• [PROBLEM]:
Establish how many lines in the material include the string "register" and report it as a lone number.
===== GIVEN INFORMATION
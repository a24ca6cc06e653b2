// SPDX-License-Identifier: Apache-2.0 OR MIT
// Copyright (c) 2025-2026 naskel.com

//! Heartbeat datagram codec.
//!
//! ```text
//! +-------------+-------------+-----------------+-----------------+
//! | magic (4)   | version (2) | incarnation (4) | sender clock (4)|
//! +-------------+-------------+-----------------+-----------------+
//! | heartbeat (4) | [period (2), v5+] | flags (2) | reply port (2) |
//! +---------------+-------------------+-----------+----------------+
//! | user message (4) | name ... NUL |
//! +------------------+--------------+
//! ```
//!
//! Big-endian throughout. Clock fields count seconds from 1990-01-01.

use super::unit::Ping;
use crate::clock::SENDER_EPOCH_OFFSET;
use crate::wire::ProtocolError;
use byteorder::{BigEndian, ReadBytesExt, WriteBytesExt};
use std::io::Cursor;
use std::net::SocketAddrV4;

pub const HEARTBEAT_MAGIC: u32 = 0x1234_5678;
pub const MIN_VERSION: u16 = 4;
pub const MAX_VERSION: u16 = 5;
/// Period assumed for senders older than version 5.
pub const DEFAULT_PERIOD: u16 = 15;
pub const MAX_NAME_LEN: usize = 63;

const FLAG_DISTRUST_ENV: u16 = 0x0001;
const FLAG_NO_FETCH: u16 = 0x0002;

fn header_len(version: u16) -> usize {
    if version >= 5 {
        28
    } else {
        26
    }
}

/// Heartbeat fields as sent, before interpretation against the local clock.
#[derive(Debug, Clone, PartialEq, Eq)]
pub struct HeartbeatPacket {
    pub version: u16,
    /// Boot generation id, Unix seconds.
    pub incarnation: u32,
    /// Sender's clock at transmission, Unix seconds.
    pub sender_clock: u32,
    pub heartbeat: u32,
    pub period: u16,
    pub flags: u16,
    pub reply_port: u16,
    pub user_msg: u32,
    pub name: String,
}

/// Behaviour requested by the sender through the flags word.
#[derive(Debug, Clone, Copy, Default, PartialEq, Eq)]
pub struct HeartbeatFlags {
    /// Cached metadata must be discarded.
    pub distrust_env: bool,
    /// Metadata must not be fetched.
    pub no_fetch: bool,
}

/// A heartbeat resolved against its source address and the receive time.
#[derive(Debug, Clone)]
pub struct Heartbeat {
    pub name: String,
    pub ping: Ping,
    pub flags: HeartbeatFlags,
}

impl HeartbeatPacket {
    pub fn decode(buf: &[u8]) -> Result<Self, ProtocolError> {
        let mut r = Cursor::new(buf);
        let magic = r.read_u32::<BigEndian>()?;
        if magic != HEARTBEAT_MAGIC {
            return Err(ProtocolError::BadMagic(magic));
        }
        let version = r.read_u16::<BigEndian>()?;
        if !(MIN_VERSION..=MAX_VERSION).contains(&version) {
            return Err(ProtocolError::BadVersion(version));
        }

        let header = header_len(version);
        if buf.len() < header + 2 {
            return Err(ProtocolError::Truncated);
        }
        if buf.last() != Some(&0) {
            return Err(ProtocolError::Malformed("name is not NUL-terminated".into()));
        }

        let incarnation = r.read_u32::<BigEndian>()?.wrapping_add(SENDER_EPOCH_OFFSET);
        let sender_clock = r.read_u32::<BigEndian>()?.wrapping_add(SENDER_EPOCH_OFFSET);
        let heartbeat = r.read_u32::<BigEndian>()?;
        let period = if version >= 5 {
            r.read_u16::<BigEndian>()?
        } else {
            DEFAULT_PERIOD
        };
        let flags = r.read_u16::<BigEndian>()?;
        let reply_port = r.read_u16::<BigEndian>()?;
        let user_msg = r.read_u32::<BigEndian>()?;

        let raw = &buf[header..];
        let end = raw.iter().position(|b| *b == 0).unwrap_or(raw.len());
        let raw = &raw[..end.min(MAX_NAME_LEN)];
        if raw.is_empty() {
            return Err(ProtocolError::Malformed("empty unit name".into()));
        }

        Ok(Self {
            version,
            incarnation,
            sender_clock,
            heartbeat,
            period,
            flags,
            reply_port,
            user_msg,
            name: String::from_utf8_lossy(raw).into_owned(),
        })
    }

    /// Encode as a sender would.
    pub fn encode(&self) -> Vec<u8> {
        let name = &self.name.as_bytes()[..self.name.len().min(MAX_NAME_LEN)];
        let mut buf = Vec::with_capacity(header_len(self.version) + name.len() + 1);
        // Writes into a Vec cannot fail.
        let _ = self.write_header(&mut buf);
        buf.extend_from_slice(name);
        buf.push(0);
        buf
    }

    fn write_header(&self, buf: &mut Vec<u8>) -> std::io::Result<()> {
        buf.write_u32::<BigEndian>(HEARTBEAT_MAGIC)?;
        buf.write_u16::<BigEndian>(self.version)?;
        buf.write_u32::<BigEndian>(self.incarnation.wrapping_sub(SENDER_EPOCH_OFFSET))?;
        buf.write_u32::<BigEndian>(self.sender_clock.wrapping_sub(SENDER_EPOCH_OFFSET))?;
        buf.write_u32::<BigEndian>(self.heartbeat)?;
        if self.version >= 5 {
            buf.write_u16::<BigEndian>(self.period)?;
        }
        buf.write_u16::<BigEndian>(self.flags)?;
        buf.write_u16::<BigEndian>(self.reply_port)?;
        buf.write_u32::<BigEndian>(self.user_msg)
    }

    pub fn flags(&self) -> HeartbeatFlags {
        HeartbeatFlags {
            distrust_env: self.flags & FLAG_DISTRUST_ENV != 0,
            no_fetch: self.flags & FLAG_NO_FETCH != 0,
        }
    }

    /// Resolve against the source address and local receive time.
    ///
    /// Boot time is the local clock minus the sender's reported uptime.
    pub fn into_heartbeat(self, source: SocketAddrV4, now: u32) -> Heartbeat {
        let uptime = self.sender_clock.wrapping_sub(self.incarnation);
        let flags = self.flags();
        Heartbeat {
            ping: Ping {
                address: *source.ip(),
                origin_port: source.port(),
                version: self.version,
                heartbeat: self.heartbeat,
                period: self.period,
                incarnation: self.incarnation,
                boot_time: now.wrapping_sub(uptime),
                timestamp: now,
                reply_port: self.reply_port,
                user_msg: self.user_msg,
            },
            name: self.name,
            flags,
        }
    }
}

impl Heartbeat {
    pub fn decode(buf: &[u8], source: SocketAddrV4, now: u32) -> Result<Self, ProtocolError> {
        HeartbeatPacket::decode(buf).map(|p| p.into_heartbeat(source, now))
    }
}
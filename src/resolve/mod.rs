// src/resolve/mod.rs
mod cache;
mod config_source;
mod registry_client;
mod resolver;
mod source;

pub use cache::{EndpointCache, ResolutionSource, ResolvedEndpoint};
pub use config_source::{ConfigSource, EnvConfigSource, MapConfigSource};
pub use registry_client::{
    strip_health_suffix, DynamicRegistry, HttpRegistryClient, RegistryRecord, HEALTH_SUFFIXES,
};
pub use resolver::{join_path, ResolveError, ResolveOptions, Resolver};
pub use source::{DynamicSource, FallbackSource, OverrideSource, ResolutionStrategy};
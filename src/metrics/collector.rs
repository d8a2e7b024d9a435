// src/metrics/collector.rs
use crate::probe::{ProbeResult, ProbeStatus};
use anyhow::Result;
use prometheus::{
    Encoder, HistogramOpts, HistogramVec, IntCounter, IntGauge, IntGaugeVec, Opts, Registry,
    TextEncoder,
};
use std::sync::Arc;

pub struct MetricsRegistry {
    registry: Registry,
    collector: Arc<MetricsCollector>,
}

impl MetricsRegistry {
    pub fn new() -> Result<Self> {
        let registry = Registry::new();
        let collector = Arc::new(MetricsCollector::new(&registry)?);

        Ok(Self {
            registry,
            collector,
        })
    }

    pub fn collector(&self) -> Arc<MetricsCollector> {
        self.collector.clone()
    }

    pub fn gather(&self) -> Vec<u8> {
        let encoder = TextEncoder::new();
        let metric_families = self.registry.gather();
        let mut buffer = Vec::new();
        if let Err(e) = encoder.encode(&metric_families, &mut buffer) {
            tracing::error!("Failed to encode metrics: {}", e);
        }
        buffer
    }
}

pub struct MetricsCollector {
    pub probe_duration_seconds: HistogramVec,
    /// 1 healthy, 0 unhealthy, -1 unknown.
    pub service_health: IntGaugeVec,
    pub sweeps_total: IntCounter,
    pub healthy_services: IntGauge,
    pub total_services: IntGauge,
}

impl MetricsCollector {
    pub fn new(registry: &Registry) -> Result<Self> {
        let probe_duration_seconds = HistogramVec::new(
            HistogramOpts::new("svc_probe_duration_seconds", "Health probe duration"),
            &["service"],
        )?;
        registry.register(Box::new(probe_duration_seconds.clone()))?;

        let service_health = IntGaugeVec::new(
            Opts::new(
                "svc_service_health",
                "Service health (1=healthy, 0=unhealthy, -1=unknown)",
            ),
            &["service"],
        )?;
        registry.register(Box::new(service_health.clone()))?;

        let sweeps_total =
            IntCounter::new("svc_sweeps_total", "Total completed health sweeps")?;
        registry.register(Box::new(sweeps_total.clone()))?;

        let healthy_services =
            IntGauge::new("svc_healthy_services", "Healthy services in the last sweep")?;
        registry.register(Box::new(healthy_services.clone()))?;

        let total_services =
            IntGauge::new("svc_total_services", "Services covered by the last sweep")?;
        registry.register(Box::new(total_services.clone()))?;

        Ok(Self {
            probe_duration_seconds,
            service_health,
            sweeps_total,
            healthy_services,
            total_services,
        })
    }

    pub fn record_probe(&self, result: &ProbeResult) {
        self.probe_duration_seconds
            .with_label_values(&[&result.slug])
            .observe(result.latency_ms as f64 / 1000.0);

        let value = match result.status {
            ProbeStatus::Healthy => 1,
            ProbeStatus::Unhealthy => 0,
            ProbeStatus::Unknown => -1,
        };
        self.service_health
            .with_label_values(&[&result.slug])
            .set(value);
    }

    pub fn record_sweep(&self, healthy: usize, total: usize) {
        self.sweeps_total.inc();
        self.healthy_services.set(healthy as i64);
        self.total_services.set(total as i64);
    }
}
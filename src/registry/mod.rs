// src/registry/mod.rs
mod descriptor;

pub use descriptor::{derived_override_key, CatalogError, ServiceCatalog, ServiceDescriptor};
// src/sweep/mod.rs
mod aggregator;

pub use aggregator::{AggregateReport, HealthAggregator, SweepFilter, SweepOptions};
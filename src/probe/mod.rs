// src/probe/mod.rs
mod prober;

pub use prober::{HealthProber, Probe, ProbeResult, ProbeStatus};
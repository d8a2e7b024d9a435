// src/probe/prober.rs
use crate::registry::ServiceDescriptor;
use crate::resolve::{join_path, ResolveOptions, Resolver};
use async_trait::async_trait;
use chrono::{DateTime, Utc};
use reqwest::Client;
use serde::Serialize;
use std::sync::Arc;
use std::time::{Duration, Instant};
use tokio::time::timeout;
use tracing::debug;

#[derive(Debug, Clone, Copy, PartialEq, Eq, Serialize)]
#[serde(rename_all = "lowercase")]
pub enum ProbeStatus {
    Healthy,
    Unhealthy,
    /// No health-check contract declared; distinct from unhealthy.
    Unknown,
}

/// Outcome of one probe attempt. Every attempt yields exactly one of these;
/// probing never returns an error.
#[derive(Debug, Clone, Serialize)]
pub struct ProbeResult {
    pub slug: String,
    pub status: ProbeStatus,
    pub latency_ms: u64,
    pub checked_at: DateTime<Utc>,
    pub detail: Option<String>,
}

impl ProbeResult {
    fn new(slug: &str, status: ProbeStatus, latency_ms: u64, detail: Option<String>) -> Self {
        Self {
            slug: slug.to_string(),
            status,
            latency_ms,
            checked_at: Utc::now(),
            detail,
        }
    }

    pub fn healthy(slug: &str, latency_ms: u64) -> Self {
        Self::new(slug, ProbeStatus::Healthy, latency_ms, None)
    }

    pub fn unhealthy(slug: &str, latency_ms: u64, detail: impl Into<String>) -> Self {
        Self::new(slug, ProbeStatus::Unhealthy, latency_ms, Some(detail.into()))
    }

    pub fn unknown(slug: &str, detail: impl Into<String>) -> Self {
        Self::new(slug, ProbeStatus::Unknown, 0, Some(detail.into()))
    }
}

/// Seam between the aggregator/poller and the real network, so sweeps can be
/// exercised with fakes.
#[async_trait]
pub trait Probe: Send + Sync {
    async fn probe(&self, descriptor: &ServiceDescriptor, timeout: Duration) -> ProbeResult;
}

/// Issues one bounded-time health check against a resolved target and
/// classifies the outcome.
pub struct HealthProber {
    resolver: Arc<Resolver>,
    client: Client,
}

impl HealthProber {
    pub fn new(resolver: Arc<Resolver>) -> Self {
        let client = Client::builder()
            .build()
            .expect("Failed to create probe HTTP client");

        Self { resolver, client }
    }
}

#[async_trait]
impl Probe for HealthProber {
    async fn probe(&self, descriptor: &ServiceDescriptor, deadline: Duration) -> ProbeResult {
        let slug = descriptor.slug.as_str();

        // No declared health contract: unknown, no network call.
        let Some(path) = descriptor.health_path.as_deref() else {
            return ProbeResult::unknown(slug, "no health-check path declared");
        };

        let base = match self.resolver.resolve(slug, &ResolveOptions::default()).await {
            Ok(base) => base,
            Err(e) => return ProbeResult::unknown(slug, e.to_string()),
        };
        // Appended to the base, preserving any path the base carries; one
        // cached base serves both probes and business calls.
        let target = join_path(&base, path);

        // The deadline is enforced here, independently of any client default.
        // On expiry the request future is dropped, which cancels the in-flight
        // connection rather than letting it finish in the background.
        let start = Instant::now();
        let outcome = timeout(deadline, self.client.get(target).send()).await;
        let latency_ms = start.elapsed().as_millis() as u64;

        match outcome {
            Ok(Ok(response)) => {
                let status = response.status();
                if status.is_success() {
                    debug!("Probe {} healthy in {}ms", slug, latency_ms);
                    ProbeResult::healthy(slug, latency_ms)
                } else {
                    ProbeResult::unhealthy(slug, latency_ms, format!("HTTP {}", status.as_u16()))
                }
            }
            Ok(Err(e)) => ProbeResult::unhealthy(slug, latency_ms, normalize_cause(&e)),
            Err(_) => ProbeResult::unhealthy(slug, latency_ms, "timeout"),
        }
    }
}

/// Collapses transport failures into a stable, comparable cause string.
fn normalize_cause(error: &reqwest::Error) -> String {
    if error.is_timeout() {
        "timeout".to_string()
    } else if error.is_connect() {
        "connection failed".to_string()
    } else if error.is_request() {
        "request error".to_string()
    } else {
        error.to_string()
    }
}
==========
• [OUTPUT OF THE TASK]:
5